━━ INPUT DATA
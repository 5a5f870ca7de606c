//! Classification codes for failed model calls.
//!
//! Every `ModelUnavailable` error carries one of these, so the REPL and the
//! driver can tell a throttled request from a bad key without looking at the
//! message text.
//!
//! | Prefix | Category | Meaning                                  |
//! |--------|----------|------------------------------------------|
//! | E1xxx  | client   | the request itself was rejected          |
//! | E2xxx  | rate     | throttled, try the same turn again later |
//! | E3xxx  | server   | Gemini failed or answered nonsense       |
//! | E9xxx  | unknown  | nothing better matched                   |
//!
//! ```rust
//! use gemini_tool_agent::error_code::StandardErrorCode;
//!
//! let code = StandardErrorCode::from_http_status(429);
//! assert_eq!(code.code(), "E2001");
//! assert!(code.retryable());
//! assert_eq!(code.category(), "rate");
//! ```

use std::fmt;

/// Why a call to the model endpoint did not produce a usable reply.
#[derive(Debug, Clone, Copy, PartialEq, Eq, Hash)]
pub enum StandardErrorCode {
    /// Bad parameters, or a prompt the safety filter blocked.
    InvalidRequest,
    /// Missing or rejected API key.
    Authentication,
    /// The key is valid but not allowed to use this model.
    PermissionDenied,
    /// Unknown model name or endpoint path.
    NotFound,
    /// The conversation no longer fits the request size limit.
    RequestTooLarge,
    /// `RESOURCE_EXHAUSTED` / HTTP 429.
    RateLimited,
    ServerError,
    /// `UNAVAILABLE` / HTTP 503.
    Overloaded,
    Timeout,
    /// A 200 response without a candidate or with unreadable parts.
    InvalidResponse,
    Unknown,
}

struct Descriptor {
    code: &'static str,
    name: &'static str,
    category: &'static str,
}

const fn describe(code: &'static str, name: &'static str, category: &'static str) -> Descriptor {
    Descriptor {
        code,
        name,
        category,
    }
}

impl StandardErrorCode {
    fn descriptor(&self) -> Descriptor {
        use StandardErrorCode::*;
        match self {
            InvalidRequest => describe("E1001", "invalid_request", "client"),
            Authentication => describe("E1002", "authentication", "client"),
            PermissionDenied => describe("E1003", "permission_denied", "client"),
            NotFound => describe("E1004", "not_found", "client"),
            RequestTooLarge => describe("E1005", "request_too_large", "client"),
            RateLimited => describe("E2001", "rate_limited", "rate"),
            ServerError => describe("E3001", "server_error", "server"),
            Overloaded => describe("E3002", "overloaded", "server"),
            Timeout => describe("E3003", "timeout", "server"),
            InvalidResponse => describe("E3004", "invalid_response", "server"),
            Unknown => describe("E9999", "unknown", "unknown"),
        }
    }

    /// Short code such as `"E3003"`; also what `Display` prints.
    pub fn code(&self) -> &'static str {
        self.descriptor().code
    }

    /// snake_case name, used in log fields and error messages.
    pub fn name(&self) -> &'static str {
        self.descriptor().name
    }

    /// One of `"client"`, `"rate"`, `"server"` or `"unknown"`.
    pub fn category(&self) -> &'static str {
        self.descriptor().category
    }

    /// Whether sending the same user turn again could succeed.
    pub fn retryable(&self) -> bool {
        matches!(
            self,
            Self::RateLimited | Self::ServerError | Self::Overloaded | Self::Timeout
        )
    }

    /// Maps the `error.status` field of a Gemini error body.
    pub fn from_provider_status(status: &str) -> Option<Self> {
        Some(match status {
            "INVALID_ARGUMENT" | "FAILED_PRECONDITION" | "OUT_OF_RANGE" => Self::InvalidRequest,
            "UNAUTHENTICATED" => Self::Authentication,
            "PERMISSION_DENIED" => Self::PermissionDenied,
            "NOT_FOUND" => Self::NotFound,
            "RESOURCE_EXHAUSTED" => Self::RateLimited,
            "INTERNAL" | "UNKNOWN" | "DATA_LOSS" => Self::ServerError,
            "UNAVAILABLE" => Self::Overloaded,
            "DEADLINE_EXCEEDED" => Self::Timeout,
            _ => return None,
        })
    }

    /// Fallback when the body has no recognizable status.
    pub fn from_http_status(status: u16) -> Self {
        match status {
            400 => Self::InvalidRequest,
            401 => Self::Authentication,
            403 => Self::PermissionDenied,
            404 => Self::NotFound,
            408 | 504 => Self::Timeout,
            413 => Self::RequestTooLarge,
            429 => Self::RateLimited,
            500 => Self::ServerError,
            503 => Self::Overloaded,
            _ => Self::Unknown,
        }
    }
}

impl fmt::Display for StandardErrorCode {
    fn fmt(&self, f: &mut fmt::Formatter<'_>) -> fmt::Result {
        f.write_str(self.code())
    }
}

#[cfg(test)]
mod tests {
    use super::StandardErrorCode::*;
    use super::*;

    #[test]
    fn test_gemini_status_wins_when_known() {
        assert_eq!(
            StandardErrorCode::from_provider_status("RESOURCE_EXHAUSTED"),
            Some(RateLimited)
        );
        assert_eq!(
            StandardErrorCode::from_provider_status("DEADLINE_EXCEEDED"),
            Some(Timeout)
        );
        assert_eq!(StandardErrorCode::from_provider_status("SOMETHING_NEW"), None);
    }

    #[test]
    fn test_http_fallback() {
        assert_eq!(StandardErrorCode::from_http_status(401), Authentication);
        assert_eq!(StandardErrorCode::from_http_status(413), RequestTooLarge);
        assert_eq!(StandardErrorCode::from_http_status(504), Timeout);
        assert_eq!(StandardErrorCode::from_http_status(418), Unknown);
    }

    #[test]
    fn test_only_transient_failures_are_retryable() {
        let retryable: Vec<_> = [
            InvalidRequest,
            Authentication,
            PermissionDenied,
            NotFound,
            RequestTooLarge,
            RateLimited,
            ServerError,
            Overloaded,
            Timeout,
            InvalidResponse,
            Unknown,
        ]
        .into_iter()
        .filter(StandardErrorCode::retryable)
        .collect();
        assert_eq!(retryable, vec![RateLimited, ServerError, Overloaded, Timeout]);
    }

    #[test]
    fn test_display_and_category() {
        assert_eq!(Timeout.to_string(), "E3003");
        assert_eq!(InvalidResponse.category(), "server");
        assert_eq!(NotFound.name(), "not_found");
        assert_eq!(Unknown.to_string(), "E9999");
    }
}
━━━━
> **WHAT YOU WILL DO**:
All of the entries above should be written out verbatim.

> **RESPONSE TO THE EXERCISE**:
repository 5a5f870ca7de606c
//! Classification codes for failed model calls.
//!
//! Every `ModelUnavailable` error carries one of these, so the REPL and the
//! driver can tell a throttled request from a bad key without looking at the
//! message text.
//!
//! | Prefix | Category | Meaning                                  |
//! |--------|----------|------------------------------------------|
//! | E1xxx  | client   | the request itself was rejected          |
//! | E2xxx  | rate     | throttled, try the same turn again later |
//! | E3xxx  | server   | Gemini failed or answered nonsense       |
//! | E9xxx  | unknown  | nothing better matched                   |
//!
//! ```rust
//! use gemini_tool_agent::error_code::StandardErrorCode;
//!
//! let code = StandardErrorCode::from_http_status(429);
//! assert_eq!(code.code(), "E2001");
//! assert!(code.retryable());
//! assert_eq!(code.category(), "rate");
//! ```

use std::fmt;

/// Why a call to the model endpoint did not produce a usable reply.
#[derive(Debug, Clone, Copy, PartialEq, Eq, Hash)]
pub enum StandardErrorCode {
    /// Bad parameters, or a prompt the safety filter blocked.
    InvalidRequest,
    /// Missing or rejected API key.
    Authentication,
    /// The key is valid but not allowed to use this model.
    PermissionDenied,
    /// Unknown model name or endpoint path.
    NotFound,
    /// The conversation no longer fits the request size limit.
    RequestTooLarge,
    /// `RESOURCE_EXHAUSTED` / HTTP 429.
    RateLimited,
    ServerError,
    /// `UNAVAILABLE` / HTTP 503.
    Overloaded,
    Timeout,
    /// A 200 response without a candidate or with unreadable parts.
    InvalidResponse,
    Unknown,
}

struct Descriptor {
    code: &'static str,
    name: &'static str,
    category: &'static str,
}

const fn describe(code: &'static str, name: &'static str, category: &'static str) -> Descriptor {
    Descriptor {
        code,
        name,
        category,
    }
}

impl StandardErrorCode {
    fn descriptor(&self) -> Descriptor {
        use StandardErrorCode::*;
        match self {
            InvalidRequest => describe("E1001", "invalid_request", "client"),
            Authentication => describe("E1002", "authentication", "client"),
            PermissionDenied => describe("E1003", "permission_denied", "client"),
            NotFound => describe("E1004", "not_found", "client"),
            RequestTooLarge => describe("E1005", "request_too_large", "client"),
            RateLimited => describe("E2001", "rate_limited", "rate"),
            ServerError => describe("E3001", "server_error", "server"),
            Overloaded => describe("E3002", "overloaded", "server"),
            Timeout => describe("E3003", "timeout", "server"),
            InvalidResponse => describe("E3004", "invalid_response", "server"),
            Unknown => describe("E9999", "unknown", "unknown"),
        }
    }

    /// Short code such as `"E3003"`; also what `Display` prints.
    pub fn code(&self) -> &'static str {
        self.descriptor().code
    }

    /// snake_case name, used in log fields and error messages.
    pub fn name(&self) -> &'static str {
        self.descriptor().name
    }

    /// One of `"client"`, `"rate"`, `"server"` or `"unknown"`.
    pub fn category(&self) -> &'static str {
        self.descriptor().category
    }

    /// Whether sending the same user turn again could succeed.
    pub fn retryable(&self) -> bool {
        matches!(
            self,
            Self::RateLimited | Self::ServerError | Self::Overloaded | Self::Timeout
        )
    }

    /// Maps the `error.status` field of a Gemini error body.
    pub fn from_provider_status(status: &str) -> Option<Self> {
        Some(match status {
            "INVALID_ARGUMENT" | "FAILED_PRECONDITION" | "OUT_OF_RANGE" => Self::InvalidRequest,
            "UNAUTHENTICATED" => Self::Authentication,
            "PERMISSION_DENIED" => Self::PermissionDenied,
            "NOT_FOUND" => Self::NotFound,
            "RESOURCE_EXHAUSTED" => Self::RateLimited,
            "INTERNAL" | "UNKNOWN" | "DATA_LOSS" => Self::ServerError,
            "UNAVAILABLE" => Self::Overloaded,
            "DEADLINE_EXCEEDED" => Self::Timeout,
            _ => return None,
        })
    }

    /// Fallback when the body has no recognizable status.
    pub fn from_http_status(status: u16) -> Self {
        match status {
            400 => Self::InvalidRequest,
            401 => Self::Authentication,
            403 => Self::PermissionDenied,
            404 => Self::NotFound,
            408 | 504 => Self::Timeout,
            413 => Self::RequestTooLarge,
            429 => Self::RateLimited,
            500 => Self::ServerError,
            503 => Self::Overloaded,
            _ => Self::Unknown,
        }
    }
}

impl fmt::Display for StandardErrorCode {
    fn fmt(&self, f: &mut fmt::Formatter<'_>) -> fmt::Result {
        f.write_str(self.code())
    }
}

#[cfg(test)]
mod tests {
    use super::StandardErrorCode::*;
    use super::*;

    #[test]
    fn test_gemini_status_wins_when_known() {
        assert_eq!(
            StandardErrorCode::from_provider_status("RESOURCE_EXHAUSTED"),
            Some(RateLimited)
        );
        assert_eq!(
            StandardErrorCode::from_provider_status("DEADLINE_EXCEEDED"),
            Some(Timeout)
        );
        assert_eq!(StandardErrorCode::from_provider_status("SOMETHING_NEW"), None);
    }

    #[test]
    fn test_http_fallback() {
        assert_eq!(StandardErrorCode::from_http_status(401), Authentication);
        assert_eq!(StandardErrorCode::from_http_status(413), RequestTooLarge);
        assert_eq!(StandardErrorCode::from_http_status(504), Timeout);
        assert_eq!(StandardErrorCode::from_http_status(418), Unknown);
    }

    #[test]
    fn test_only_transient_failures_are_retryable() {
        let retryable: Vec<_> = [
            InvalidRequest,
            Authentication,
            PermissionDenied,
            NotFound,
            RequestTooLarge,
            RateLimited,
            ServerError,
            Overloaded,
            Timeout,
            InvalidResponse,
            Unknown,
        ]
        .into_iter()
        .filter(StandardErrorCode::retryable)
        .collect();
        assert_eq!(retryable, vec![RateLimited, ServerError, Overloaded, Timeout]);
    }

    #[test]
    fn test_display_and_category() {
        assert_eq!(Timeout.to_string(), "E3003");
        assert_eq!(InvalidResponse.category(), "server");
        assert_eq!(NotFound.name(), "not_found");
        assert_eq!(Unknown.to_string(), "E9999");
    }
}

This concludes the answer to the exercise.